# [GOAL OF THE EXERCISE]
Your output should be the lines of the entries below, exactly, from the first one through the line that holds "pub fn all()".

# [DATA PROVIDED]

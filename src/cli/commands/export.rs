use crate::cli::commands::stats::load_report;
use crate::cli::parser::Commands;
use crate::config::Config;
use crate::db::pool::DbPool;
use crate::errors::AppResult;
use crate::export::ExportLogic;

pub fn handle(cmd: &Commands, cfg: &Config) -> AppResult<()> {
    if let Commands::Export {
        format,
        file,
        ongoing,
        force,
    } = cmd
    {
        let pool = DbPool::read_only(&cfg.database)?;
        let report = load_report(&pool, cfg, *ongoing)?;
        ExportLogic::export(&report, *format, file, *force)?;
    }

    Ok(())
}
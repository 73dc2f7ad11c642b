use chrono::{NaiveDate, NaiveDateTime};

/// Which shifts the repository hands to the engine.
#[derive(Debug, Clone, Default)]
pub struct ShiftFilter {
    /// Keep only shifts ending strictly after `now`.
    pub ongoing: bool,
    /// Event-local current time; only read when `ongoing` is set.
    pub now: Option<NaiveDateTime>,
    /// Keep only these shift types (all when empty).
    pub shift_types: Vec<i64>,
    /// Keep only shifts starting on this day.
    pub day: Option<NaiveDate>,
}

impl ShiftFilter {
    pub fn all() -> Self {
        Self::default()
    }

    pub fn ongoing_at(now: NaiveDateTime) -> Self {
        Self {
            ongoing: true,
            now: Some(now),
            ..Self::default()
        }
    }
}
pub mod accounting;
pub mod duration;
pub mod slots;
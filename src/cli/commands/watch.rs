use crate::cli::commands::stats::{load_report, print_report};
use crate::cli::parser::Commands;
use crate::config::Config;
use crate::core::live::SequenceWatcher;
use crate::db::pool::DbPool;
use crate::db::queries::newest_log_sequence_number;
use crate::errors::AppResult;
use crate::ui::messages::info;
use std::thread;
use std::time::Duration;

/// Render the stats, then poll the log sequence number and re-render each
/// time it moves.
pub fn handle(cmd: &Commands, cfg: &Config) -> AppResult<()> {
    if let Commands::Watch {
        ongoing,
        by,
        interval,
        iterations,
    } = cmd
    {
        let secs = interval.unwrap_or(cfg.refresh_interval_secs).max(1);
        let pool = DbPool::read_only(&cfg.database)?;
        let mut watcher = SequenceWatcher::new();

        watcher.observe(newest_log_sequence_number(&pool)?);
        print_report(&load_report(&pool, cfg, *ongoing)?, *by, cfg.progress_width);
        info(format!("Watching for updates every {secs}s (Ctrl+C to stop)"));

        let mut polls: u64 = 0;
        loop {
            if let Some(max) = iterations
                && polls >= *max
            {
                break;
            }

            thread::sleep(Duration::from_secs(secs));
            polls += 1;

            let sequence = newest_log_sequence_number(&pool)?;
            let previous = watcher.last_seen();
            if let Some(n) = watcher.observe(sequence) {
                log::info!("sequence number changed from {previous:?} to {n}, refreshing");
                print_report(&load_report(&pool, cfg, *ongoing)?, *by, cfg.progress_width);
            }
        }
    }
    Ok(())
}
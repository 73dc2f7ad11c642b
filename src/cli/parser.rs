use crate::export::ExportFormat;
use crate::models::grouping::Grouping;
use clap::{Parser, Subcommand};

/// Command-line interface definition for shiftboard
#[derive(Parser)]
#[command(
    name = "shiftboard",
    version = env!("CARGO_PKG_VERSION"),
    about = "A read-only shift dashboard: occupancy and needed/worked/overbooked hours per angel type and shift type",
    long_about = None
)]
pub struct Cli {
    /// Override database path (useful for tests or custom DB)
    #[arg(global = true, long = "db")]
    pub db: Option<String>,

    /// Run in test mode (no config file update)
    #[arg(global = true, long = "test", hide = true)]
    pub test: bool,

    #[command(subcommand)]
    pub command: Commands,
}

#[derive(Subcommand)]
pub enum Commands {
    /// Initialize the database schema and configuration
    Init,

    /// Manage the configuration file (view, check or edit)
    Config {
        #[arg(long = "print", help = "Print the current configuration")]
        print_config: bool,

        #[arg(long = "check", help = "Check configuration file for missing fields")]
        check: bool,

        #[arg(
            long = "edit",
            help = "Edit the configuration file (default editor: $EDITOR, or nano/notepad)"
        )]
        edit_config: bool,

        #[arg(
            long = "editor",
            help = "Specify the editor to use (vim, nano, or custom path)"
        )]
        editor: Option<String>,
    },

    /// Manage the database (migrations, integrity checks, etc.)
    Db {
        #[arg(long = "migrate", help = "Run pending database migrations")]
        migrate: bool,

        #[arg(long = "check", help = "Check database integrity")]
        check: bool,

        #[arg(long = "vacuum", help = "Optimize the database using VACUUM")]
        vacuum: bool,

        #[arg(long = "info", help = "Show database information")]
        info: bool,
    },

    /// Print recent rows of the log_entries table
    Log {
        #[arg(long = "print", help = "Print rows from the log_entries table")]
        print: bool,

        #[arg(long = "limit", default_value_t = 20, help = "Number of rows to print")]
        limit: usize,
    },

    /// List shifts with their occupancy per angel type
    Shifts {
        #[arg(long = "ongoing", help = "Only shifts that have not ended yet")]
        ongoing: bool,

        #[arg(
            long = "shift-type",
            value_name = "ID",
            help = "Only shifts of this shift type (repeatable)"
        )]
        shift_types: Vec<i64>,

        #[arg(long = "date", value_name = "YYYY-MM-DD", help = "Only shifts starting on this day")]
        date: Option<String>,
    },

    /// Needed, worked and overbooked hours per category
    Stats {
        #[arg(long = "ongoing", help = "Only shifts that have not ended yet")]
        ongoing: bool,

        #[arg(long = "by", value_enum, default_value = "all")]
        by: Grouping,

        #[arg(long = "json", help = "Print the report as JSON")]
        json: bool,
    },

    /// Re-render the stats whenever the schedule changes
    Watch {
        #[arg(long = "ongoing", help = "Only shifts that have not ended yet")]
        ongoing: bool,

        #[arg(long = "by", value_enum, default_value = "all")]
        by: Grouping,

        #[arg(
            long = "interval",
            value_name = "SECS",
            help = "Polling interval (default: refresh_interval_secs from config)"
        )]
        interval: Option<u64>,

        /// Stop after this many polls
        #[arg(long = "iterations", hide = true)]
        iterations: Option<u64>,
    },

    /// Export the stats report
    Export {
        #[arg(long, value_enum, default_value = "csv")]
        format: ExportFormat,

        #[arg(long, value_name = "FILE")]
        file: String,

        #[arg(long = "ongoing", help = "Only shifts that have not ended yet")]
        ongoing: bool,

        #[arg(long, short = 'f')]
        force: bool,
    },
}
//! Formatting utilities used for CLI and export outputs.

use crate::utils::colors::{GREEN, GREY, RESET, YELLOW};

/// Hours rounded to whole hours with an "h" suffix, as on the stats cards.
pub fn format_hours(hours: f64) -> String {
    format!("{:.0}h", hours)
}

/// Hours with two decimals, as on the shift cards.
pub fn format_hours_precise(hours: f64) -> String {
    format!("{:.2}h", hours)
}

/// `worked / needed` in percent. `None` when nothing is needed.
pub fn coverage_percent(worked: f64, needed: f64) -> Option<f64> {
    if needed <= 0.0 {
        None
    } else {
        Some(worked / needed * 100.0)
    }
}

pub fn format_percent(p: Option<f64>) -> String {
    match p {
        Some(v) => format!("{:.0}%", v),
        None => "--".to_string(),
    }
}

/// Text progress bar of `width` cells. Full bars are green, partial ones
/// yellow; a bar without a denominator is drawn grey and empty.
pub fn progress_bar(count: f64, total: f64, width: usize) -> String {
    let Some(percent) = coverage_percent(count, total) else {
        return format!("{GREY}{}{RESET}", "░".repeat(width));
    };

    let ratio = (percent / 100.0).clamp(0.0, 1.0);
    let filled = (ratio * width as f64).round() as usize;
    let color = if percent >= 100.0 { GREEN } else { YELLOW };

    format!(
        "{color}{}{RESET}{}",
        "█".repeat(filled),
        "░".repeat(width - filled)
    )
}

# [RESPONSE FOR THIS EXERCISE]
filename src/cli/commands/export.rs
use crate::cli::commands::stats::load_report;
use crate::cli::parser::Commands;
use crate::config::Config;
use crate::db::pool::DbPool;
use crate::errors::AppResult;
use crate::export::ExportLogic;

pub fn handle(cmd: &Commands, cfg: &Config) -> AppResult<()> {
    if let Commands::Export {
        format,
        file,
        ongoing,
        force,
    } = cmd
    {
        let pool = DbPool::read_only(&cfg.database)?;
        let report = load_report(&pool, cfg, *ongoing)?;
        ExportLogic::export(&report, *format, file, *force)?;
    }

    Ok(())
}
repository 73dc2f7ad11c642b
use chrono::{NaiveDate, NaiveDateTime};

/// Which shifts the repository hands to the engine.
#[derive(Debug, Clone, Default)]
pub struct ShiftFilter {
    /// Keep only shifts ending strictly after `now`.
    pub ongoing: bool,
    /// Event-local current time; only read when `ongoing` is set.
    pub now: Option<NaiveDateTime>,
    /// Keep only these shift types (all when empty).
    pub shift_types: Vec<i64>,
    /// Keep only shifts starting on this day.
    pub day: Option<NaiveDate>,
}

impl ShiftFilter {
    pub fn all() -> Self {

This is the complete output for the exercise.